Negro sobre blanco  /  Opinatorio

Jugando a policías y migrantesoctubre 2018

Los que fuimos niños hace muchos años jugábamos a policías y ladrones. En estos tiempos que corren, aunque la expresión suene cruel, a lo que se juega a ambos lados de la frontera que separa los estados español y francés es a policías y migrantes.


Un informe de la Oficina del Alto Comisionado de las Naciones Unidas para los Derechos Humanos señala que: “No hay una definición canónica de “migración en tránsito”, un término por el que comúnmente se entiende la estancia temporal de los migrantes en uno o varios países, con objeto de llegar a otro destino definitivo”. Tomando como referencia este concepto, se ha hecho habitual la utilización del término migrante en tránsito para referirse, sobre todo, a las personas procedentes de África que recorren la península hasta llegar a la frontera francesa con la intención de pasar al país galo, bien para quedarse allí bien para tratar de llegar a otros países.

Muy posiblemente es la fórmula que utilizan las autoridades españolas con competencias en migración para referirse, con alivio, a quienes han llegado a España de forma irregular pero pretenden irse, cuanto antes, a otro país. La denominación también ha sido adoptada por los medios de comunicación y por las administraciones públicas que se ocupan de atender a personas desprotegidas o en riesgo de exclusión social. Obviamente, entre estas personas se encuentran l@s migrantes que llegan a Irún con la intención de pasar al otro lado de la frontera.

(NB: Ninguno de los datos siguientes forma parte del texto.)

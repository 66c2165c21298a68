//! Core types for powernap.
//!
//! This crate provides the foundational types shared by the host controller
//! and the idle monitor:
//!
//! - **Identity**: the target host's address, MAC, and API credential
//! - **Jobs**: the management API's view of in-progress work
//!
//! # Example
//!
//! ```
//! use powernap_core::{HostIdentity, MacAddr};
//!
//! // Parse a MAC address
//! let mac: MacAddr = "aa:bb:cc:00:11:22".parse().unwrap();
//!
//! // Build a host identity
//! let identity = HostIdentity::new("192.168.1.40", mac, "1-abcdef").unwrap();
//! assert_eq!(identity.address(), "192.168.1.40");
//! ```

#![forbid(unsafe_code)]
#![warn(missing_docs)]
#![warn(clippy::all)]
#![warn(clippy::pedantic)]

pub mod identity;
pub mod ids;
pub mod job;

pub use identity::HostIdentity;
pub use ids::{IdentityError, MacAddr};
pub use job::Job;
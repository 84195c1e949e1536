use serde::Deserialize;
use stats_app::{ProfileParams, SettingsUpdate};

#[derive(Debug, Deserialize, Default)]
pub struct EmptyRequest {}

/// Optional per-request usernames; unset fields use stored settings.
#[derive(Debug, Deserialize, Default)]
pub struct ProfileRequest {
    pub leetcode: Option<String>,
    pub github: Option<String>,
    pub gfg: Option<String>,
}

impl From<ProfileRequest> for ProfileParams {
    fn from(req: ProfileRequest) -> Self {
        ProfileParams {
            leetcode: req.leetcode,
            github: req.github,
            gfg: req.gfg,
        }
    }
}

#[derive(Debug, Deserialize, Default)]
pub struct ContributionsRequest {
    pub user: Option<String>,
}

#[derive(Debug, Deserialize, Default)]
pub struct GfgCountQuery {
    pub user: Option<String>,
}

#[derive(Debug, Deserialize, Default)]
pub struct CacheClearRequest {
    pub source: Option<String>,
}

#[derive(Debug, Deserialize, Default)]
pub struct SettingsPutRequest {
    pub leetcode_username: Option<String>,
    pub github_username: Option<String>,
    pub gfg_username: Option<String>,
    pub extra_solved: Option<u64>,
    pub contest_rating: Option<f64>,
    #[serde(default)]
    pub clear_contest_rating: bool,
}

impl From<SettingsPutRequest> for SettingsUpdate {
    fn from(req: SettingsPutRequest) -> Self {
        SettingsUpdate {
            leetcode: req.leetcode_username,
            github: req.github_username,
            gfg: req.gfg_username,
            extra_solved: req.extra_solved,
            contest_rating: req.contest_rating,
            clear_contest_rating: req.clear_contest_rating,
        }
    }
}
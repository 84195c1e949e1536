use stats_core::Profile;
use stats_db::{Db, SettingKey};
use tracing::warn;

use crate::error::{AppError, Result};
use crate::services::{SharedConfig, open_db};

/// Effective settings: DB values layered over config defaults.
#[derive(Debug, Clone, PartialEq)]
pub struct SettingsSnapshot {
    pub profile: Profile,
    pub extra_solved: u64,
    pub contest_rating: Option<f64>,
    pub db_path: String,
}

#[derive(Debug, Clone, Default)]
pub struct SettingsUpdate {
    pub leetcode: Option<String>,
    pub github: Option<String>,
    pub gfg: Option<String>,
    pub extra_solved: Option<u64>,
    pub contest_rating: Option<f64>,
    pub clear_contest_rating: bool,
}

#[derive(Clone)]
pub struct SettingsService {
    config: SharedConfig,
}

impl SettingsService {
    pub(super) fn new(config: SharedConfig) -> Self {
        Self { config }
    }

    pub fn get(&self) -> Result<SettingsSnapshot> {
        load_snapshot(&self.config)
    }

    pub fn update(&self, update: &SettingsUpdate) -> Result<SettingsSnapshot> {
        if let Some(rating) = update.contest_rating {
            if !rating.is_finite() || rating < 0.0 {
                return Err(AppError::InvalidInput(
                    "contest_rating must be a non-negative number".to_string(),
                ));
            }
        }
        let db = open_db(&self.config)?;
        let usernames = [
            (SettingKey::LeetcodeUsername, &update.leetcode),
            (SettingKey::GithubUsername, &update.github),
            (SettingKey::GfgUsername, &update.gfg),
        ];
        for (key, value) in usernames {
            match value.as_deref().map(str::trim) {
                Some("") => db.clear_setting(key)?,
                Some(name) => db.set_setting(key, name)?,
                None => {}
            }
        }
        if let Some(extra) = update.extra_solved {
            db.set_extra_solved(extra)?;
        }
        if update.clear_contest_rating {
            db.set_contest_rating(None)?;
        } else if update.contest_rating.is_some() {
            db.set_contest_rating(update.contest_rating)?;
        }
        snapshot_from_db(&self.config, &db)
    }
}

pub(super) fn load_snapshot(config: &SharedConfig) -> Result<SettingsSnapshot> {
    let db = open_db(config)?;
    snapshot_from_db(config, &db)
}

/// Like [`load_snapshot`], but an unavailable store yields the config defaults.
pub(super) fn load_snapshot_or_defaults(config: &SharedConfig) -> SettingsSnapshot {
    load_snapshot(config).unwrap_or_else(|err| {
        warn!(%err, "settings unavailable, using config defaults");
        defaults_snapshot(config)
    })
}

fn defaults_snapshot(config: &SharedConfig) -> SettingsSnapshot {
    let defaults = &config.profile;
    SettingsSnapshot {
        profile: Profile {
            leetcode: defaults.leetcode.clone(),
            github: defaults.github.clone(),
            gfg: defaults.gfg.clone(),
        },
        extra_solved: defaults.extra_solved,
        contest_rating: defaults.contest_rating,
        db_path: config.db_path.to_string_lossy().to_string(),
    }
}

fn snapshot_from_db(config: &SharedConfig, db: &Db) -> Result<SettingsSnapshot> {
    let defaults = &config.profile;
    let username = |key: SettingKey, fallback: &str| -> Result<String> {
        Ok(db
            .get_setting(key)?
            .filter(|value| !value.trim().is_empty())
            .unwrap_or_else(|| fallback.to_string()))
    };
    let profile = Profile {
        leetcode: username(SettingKey::LeetcodeUsername, &defaults.leetcode)?,
        github: username(SettingKey::GithubUsername, &defaults.github)?,
        gfg: username(SettingKey::GfgUsername, &defaults.gfg)?,
    };
    Ok(SettingsSnapshot {
        profile,
        extra_solved: db.get_extra_solved()?.unwrap_or(defaults.extra_solved),
        contest_rating: db.get_contest_rating()?.or(defaults.contest_rating),
        db_path: config.db_path.to_string_lossy().to_string(),
    })
}
use serde::{Deserialize, Serialize};
use stats_core::Profile;

/// Profile values used when no setting is stored in the DB.
#[derive(Clone, Debug, Default, PartialEq, Deserialize, Serialize)]
#[serde(default)]
pub struct ProfileDefaults {
    pub leetcode: String,
    pub github: String,
    pub gfg: String,
    pub extra_solved: u64,
    pub contest_rating: Option<f64>,
}

/// Per-request username overrides.
#[derive(Clone, Debug, Default, Deserialize, Serialize)]
pub struct ProfileParams {
    pub leetcode: Option<String>,
    pub github: Option<String>,
    pub gfg: Option<String>,
}

impl ProfileParams {
    pub fn apply(&self, profile: &mut Profile) {
        let overrides = [
            (&mut profile.leetcode, &self.leetcode),
            (&mut profile.github, &self.github),
            (&mut profile.gfg, &self.gfg),
        ];
        for (slot, value) in overrides {
            if let Some(value) = value.as_deref().map(str::trim).filter(|v| !v.is_empty()) {
                *slot = value.to_string();
            }
        }
    }
}
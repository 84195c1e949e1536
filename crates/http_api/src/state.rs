use rand::RngCore;

use app_api::AppContext;

#[derive(Clone)]
pub struct HttpState {
    pub context: AppContext,
    pub api_token: String,
}

impl HttpState {
    pub fn new(context: AppContext, api_token: String) -> Self {
        Self { context, api_token }
    }
}

/// Random per-process token required on every private API call.
pub fn generate_api_token() -> String {
    let mut bytes = [0u8; 16];
    rand::rngs::OsRng.fill_bytes(&mut bytes);
    bytes.iter().map(|byte| format!("{:02x}", byte)).collect()
}
mod context;
mod handlers;
mod requests;
mod responses;

pub use context::AppContext;
pub use handlers::*;
pub use requests::*;
pub use responses::*;
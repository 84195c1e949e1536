use rusqlite::params;

use crate::Db;
use crate::error::Result;

#[derive(Debug, Clone, Copy, PartialEq, Eq)]
pub enum SettingKey {
    LeetcodeUsername,
    GithubUsername,
    GfgUsername,
    ExtraSolved,
    ContestRating,
}

impl SettingKey {
    pub fn as_str(self) -> &'static str {
        match self {
            SettingKey::LeetcodeUsername => "leetcode_username",
            SettingKey::GithubUsername => "github_username",
            SettingKey::GfgUsername => "gfg_username",
            SettingKey::ExtraSolved => "extra_solved",
            SettingKey::ContestRating => "contest_rating",
        }
    }
}

impl Db {
    pub fn get_setting(&self, key: SettingKey) -> Result<Option<String>> {
        let mut stmt = self
            .conn
            .prepare("SELECT value FROM app_setting WHERE key = ?1")?;
        let mut rows = stmt.query([key.as_str()])?;
        if let Some(row) = rows.next()? {
            Ok(Some(row.get::<_, String>(0)?))
        } else {
            Ok(None)
        }
    }

    pub fn set_setting(&self, key: SettingKey, value: &str) -> Result<()> {
        self.conn.execute(
            r#"
            INSERT INTO app_setting (key, value)
            VALUES (?1, ?2)
            ON CONFLICT(key) DO UPDATE SET value = excluded.value
            "#,
            params![key.as_str(), value],
        )?;
        Ok(())
    }

    pub fn clear_setting(&self, key: SettingKey) -> Result<()> {
        self.conn.execute(
            "DELETE FROM app_setting WHERE key = ?1",
            params![key.as_str()],
        )?;
        Ok(())
    }

    pub fn get_extra_solved(&self) -> Result<Option<u64>> {
        Ok(self
            .get_setting(SettingKey::ExtraSolved)?
            .and_then(|value| value.parse::<u64>().ok()))
    }

    pub fn set_extra_solved(&self, value: u64) -> Result<()> {
        self.set_setting(SettingKey::ExtraSolved, &value.to_string())
    }

    pub fn get_contest_rating(&self) -> Result<Option<f64>> {
        Ok(self
            .get_setting(SettingKey::ContestRating)?
            .and_then(|value| value.parse::<f64>().ok())
            .filter(|value| value.is_finite()))
    }

    pub fn set_contest_rating(&self, value: Option<f64>) -> Result<()> {
        match value {
            Some(rating) => self.set_setting(SettingKey::ContestRating, &rating.to_string()),
            None => self.clear_setting(SettingKey::ContestRating),
        }
    }
}
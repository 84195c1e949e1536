use std::collections::BTreeMap;

use async_trait::async_trait;
use serde_json::Value;
use stats_core::{ContributionDay, SourceKind};
use tracing::{debug, warn};

use crate::adapters::ContributionSource;
use crate::http::{HttpClient, url_with_segments};
use crate::types::{Result, SourceError};
use crate::values::as_count;

const EVENTS_PER_PAGE: usize = 100;
const EVENTS_MAX_PAGES: usize = 3;
const CONTRIBUTION_EVENT_TYPES: &[&str] = &[
    "PushEvent",
    "PullRequestEvent",
    "IssuesEvent",
    "PullRequestReviewEvent",
    "IssueCommentEvent",
    "CreateEvent",
];

/// Known layouts of a contributions-mirror response, in detection order.
#[derive(Debug, Clone, Copy, PartialEq, Eq)]
pub enum ContributionShape {
    /// `contributions` holds weekly buckets (arrays of days).
    Weekly,
    /// `contributions` is already a flat list of days.
    Flat,
    /// Days live under a top-level `data` array.
    DataList,
    /// Days are grouped per year under `years`.
    Yearly,
}

impl ContributionShape {
    pub const ORDER: [ContributionShape; 4] = [
        ContributionShape::Weekly,
        ContributionShape::Flat,
        ContributionShape::DataList,
        ContributionShape::Yearly,
    ];

    fn records<'a>(self, response: &'a Value) -> Option<Vec<&'a Value>> {
        match self {
            ContributionShape::Weekly => {
                let list = response.get("contributions")?.as_array()?;
                if !list.iter().any(Value::is_array) {
                    return None;
                }
                let mut records = Vec::new();
                for item in list {
                    match item.as_array() {
                        Some(week) => records.extend(week.iter()),
                        None => records.push(item),
                    }
                }
                Some(records)
            }
            ContributionShape::Flat => {
                let list = response.get("contributions")?.as_array()?;
                Some(list.iter().collect())
            }
            ContributionShape::DataList => {
                let list = response.get("data")?.as_array()?;
                Some(list.iter().collect())
            }
            ContributionShape::Yearly => {
                let years: Vec<&Value> = match response.get("years")? {
                    Value::Array(years) => years.iter().collect(),
                    Value::Object(by_year) => by_year.values().collect(),
                    _ => return None,
                };
                let mut records = Vec::new();
                for year in years {
                    let days = match year {
                        Value::Array(days) => Some(days),
                        other => other.get("contributions").and_then(Value::as_array),
                    };
                    if let Some(days) = days {
                        records.extend(days.iter());
                    }
                }
                Some(records)
            }
        }
    }
}

/// Flattens any known contributions-mirror layout into one ordered list.
/// Unrecognized layouts yield an empty list.
pub fn normalize_contributions(response: &Value) -> Vec<ContributionDay> {
    for shape in ContributionShape::ORDER {
        if let Some(records) = shape.records(response) {
            debug!(?shape, records = records.len(), "matched contributions shape");
            return records.into_iter().filter_map(contribution_day).collect();
        }
    }
    Vec::new()
}

fn contribution_day(record: &Value) -> Option<ContributionDay> {
    let date = record.get("date")?.as_str()?;
    let count = record
        .get("count")
        .and_then(as_count)
        .or_else(|| record.get("contributionCount").and_then(as_count))
        .unwrap_or(0);
    Some(ContributionDay {
        date: date.to_string(),
        count,
        color: record
            .get("color")
            .and_then(Value::as_str)
            .map(str::to_string),
        contribution_level: record
            .get("contributionLevel")
            .and_then(Value::as_str)
            .map(str::to_string),
    })
}

/// Counts contribution-like public events per day, ordered by date.
pub fn contributions_from_events(events: &[Value]) -> Vec<ContributionDay> {
    let mut by_date: BTreeMap<String, u64> = BTreeMap::new();
    for event in events {
        let Some(kind) = event.get("type").and_then(Value::as_str) else {
            continue;
        };
        if !CONTRIBUTION_EVENT_TYPES.contains(&kind) {
            continue;
        }
        let Some(date) = event
            .get("created_at")
            .and_then(Value::as_str)
            .and_then(|ts| ts.get(..10))
        else {
            continue;
        };
        *by_date.entry(date.to_string()).or_insert(0) += 1;
    }
    by_date
        .into_iter()
        .map(|(date, count)| ContributionDay::new(date, count))
        .collect()
}

/// Contributions mirror with a public-events fallback.
pub struct GithubContributions {
    http: HttpClient,
    mirror_base: String,
    api_base: String,
}

impl GithubContributions {
    pub fn new(http: HttpClient, mirror_base: impl Into<String>, api_base: impl Into<String>) -> Self {
        Self {
            http,
            mirror_base: mirror_base.into(),
            api_base: api_base.into(),
        }
    }

    async fn events_fallback(&self, user: &str) -> Vec<ContributionDay> {
        let mut events: Vec<Value> = Vec::new();
        for page in 1..=EVENTS_MAX_PAGES {
            let mut url = match url_with_segments(&self.api_base, &["users", user, "events", "public"]) {
                Ok(url) => url,
                Err(err) => {
                    warn!(%err, "events fallback url");
                    break;
                }
            };
            url.query_pairs_mut()
                .append_pair("per_page", &EVENTS_PER_PAGE.to_string())
                .append_pair("page", &page.to_string());
            let batch = match self.http.get_json(url).await {
                Ok(Value::Array(batch)) => batch,
                Ok(_) => break,
                Err(err) => {
                    debug!(%err, page, "events page failed");
                    break;
                }
            };
            if batch.is_empty() {
                break;
            }
            let short_page = batch.len() < EVENTS_PER_PAGE;
            events.extend(batch);
            if short_page {
                break;
            }
        }
        contributions_from_events(&events)
    }
}

#[async_trait]
impl ContributionSource for GithubContributions {
    fn kind(&self) -> SourceKind {
        SourceKind::GithubContributions
    }

    async fn contributions(&self, user: &str) -> Result<Vec<ContributionDay>> {
        let file_name = format!("{user}.json");
        let url = url_with_segments(&self.mirror_base, &[file_name.as_str()])?;
        let response = self.http.get_json(url).await?;
        let days = normalize_contributions(&response);
        if !days.is_empty() {
            return Ok(days);
        }

        warn!(user, "contributions mirror returned no days, trying public events");
        let days = self.events_fallback(user).await;
        if days.is_empty() {
            return Err(SourceError::MissingPayload(
                "no contribution data available from the mirror or public events".to_string(),
            ));
        }
        Ok(days)
    }
}

#[cfg(test)]
mod tests {
    use serde_json::json;

    use super::*;

    #[test]
    fn weekly_buckets_flatten_in_order() {
        let response = json!({
            "contributions": [
                [{"date": "2025-01-01", "count": 2}],
                [{"date": "2025-01-08", "count": 0}]
            ]
        });
        let days = normalize_contributions(&response);
        assert_eq!(
            days,
            vec![
                ContributionDay::new("2025-01-01", 2),
                ContributionDay::new("2025-01-08", 0),
            ]
        );
    }

    #[test]
    fn mixed_weekly_list_keeps_loose_records_in_place() {
        let response = json!({
            "contributions": [
                {"date": "2025-01-01", "count": 1},
                [{"date": "2025-01-02", "count": 2}, {"date": "2025-01-03", "count": 3}]
            ]
        });
        let dates: Vec<String> = normalize_contributions(&response)
            .into_iter()
            .map(|day| day.date)
            .collect();
        assert_eq!(dates, vec!["2025-01-01", "2025-01-02", "2025-01-03"]);
    }

    #[test]
    fn flat_list_reads_contribution_count_and_extras() {
        let response = json!({
            "contributions": [
                {"date": "2025-02-01", "contributionCount": 4, "color": "#216e39", "contributionLevel": "FOURTH_QUARTILE"},
                {"date": "2025-02-02"}
            ]
        });
        let days = normalize_contributions(&response);
        assert_eq!(days.len(), 2);
        assert_eq!(days[0].count, 4);
        assert_eq!(days[0].color.as_deref(), Some("#216e39"));
        assert_eq!(days[0].contribution_level.as_deref(), Some("FOURTH_QUARTILE"));
        assert_eq!(days[1].count, 0);
    }

    #[test]
    fn yearly_layouts_flat_map_contributions() {
        let as_array = json!({
            "years": [
                {"year": "2024", "contributions": [{"date": "2024-12-31", "count": 1}]},
                {"year": "2025", "contributions": [{"date": "2025-01-01", "count": 2}]}
            ]
        });
        assert_eq!(normalize_contributions(&as_array).len(), 2);

        let keyed = json!({
            "years": {
                "2024": {"contributions": [{"date": "2024-12-31", "count": 1}]},
                "2025": [{"date": "2025-01-01", "count": 2}]
            }
        });
        let days = normalize_contributions(&keyed);
        assert_eq!(days.len(), 2);
        assert_eq!(days[0].date, "2024-12-31");
    }

    #[test]
    fn data_list_is_accepted() {
        let response = json!({"data": [{"date": "2025-03-01", "count": "7"}]});
        assert_eq!(
            normalize_contributions(&response),
            vec![ContributionDay::new("2025-03-01", 7)]
        );
    }

    #[test]
    fn unknown_shapes_yield_nothing() {
        assert!(normalize_contributions(&json!({"total": 10})).is_empty());
        assert!(normalize_contributions(&json!({"contributions": {"a": 1}})).is_empty());
        assert!(normalize_contributions(&json!([1, 2, 3])).is_empty());
        assert!(normalize_contributions(&json!({"contributions": [{"count": 1}]})).is_empty());
    }

    #[test]
    fn events_count_only_contribution_types_per_day() {
        let events = vec![
            json!({"type": "PushEvent", "created_at": "2025-01-02T10:00:00Z"}),
            json!({"type": "WatchEvent", "created_at": "2025-01-02T11:00:00Z"}),
            json!({"type": "IssuesEvent", "created_at": "2025-01-02T12:00:00Z"}),
            json!({"type": "CreateEvent", "created_at": "2025-01-01T08:00:00Z"}),
            json!({"type": "PushEvent"}),
        ];
        assert_eq!(
            contributions_from_events(&events),
            vec![
                ContributionDay::new("2025-01-01", 1),
                ContributionDay::new("2025-01-02", 2),
            ]
        );
    }
}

Es obvio que es@s migrantes en tránsito carecen de autorización expresa tanto para permanecer en España como para acceder a Francia (o a cualquier otro país de Europa). Y es también evidente que las autoridades españolas se comportan de facto como si les hubieran concedido un permiso tácito para que traten de pasar subrepticiamente a Francia, aunque, como es lógico, para ello no cuenten con la aquiescencia de las autoridades galas. La conclusión es que, en este lado de la frontera, en el juego que se traen con l@s migrantes, quienes desempeñan el rol de policías hacen la vista gorda.

La prueba de que todo quisqui sabe cómo va el juego es que las administraciones públicas vascas están ofertando sin ningún tipo de ambages servicios específicos para atender transitoriamente a quienes llegan a Irún con la clara intención de pasar a Francia. Una versión ad hoc de albergue para peregrinos. Como si se tratara de un novedoso Camino de Santiago, que empieza en el África subsahariana y que lleva a cualquier sitio de Europa allende la frontera.

La segunda parte del juego con l@s migrantes corre a cargo de quienes desempeñan el papel de policías en la parte francesa. Nadie puede ser tan ingenuo como para poner en duda que conocen perfectamente que en este lado se está jugando al despiste. Y, cuando l@s migrantes aparecen por allá, si pueden, l@s capturan y, según dicen quienes han observado directamente cómo actúan, l@s devuelven de inmediato y sin contemplaciones. Tras estas devoluciones en caliente, l@s emigrantes en tránsito continúan su precaria estancia en Irún, hasta que encuentran la ocasión para realizar un nuevo intento de pasar la frontera.

No hace falta saberse al dedillo las leyes de extranjería española y francesa, ni haberse empapado de las disposiciones de la Unión Europea sobre migración, ni conocer al detalle lo que sobre los migrantes en tránsito dice la Oficina del Alto Comisionado de Naciones Unidas para poder afirmar que, en el tenebroso juego descrito, tanto en una orilla del Bidasoa como en la otra, quienes tienen competencias en materia migratoria, cada cual a su manera, se pasan la Ley por el arco del triunfo (tanto disposiciones legales que reconocen derechos a l@s migrantes como normas que se los limitan).

La conclusión es evidente: la regulación de la migración vigente en los países miembros de la UE -juntos y por separado- no sólo es hipócrita, insolidaria e inconsistente, sino que ni siquiera quienes la promueven se la toman en serio. En resumen: una vergonzosa chapuza internacional, que, al menos por estos lares, lleva tiempo siendo escenificada como un triste y descorazonador juego de policías y migrantes.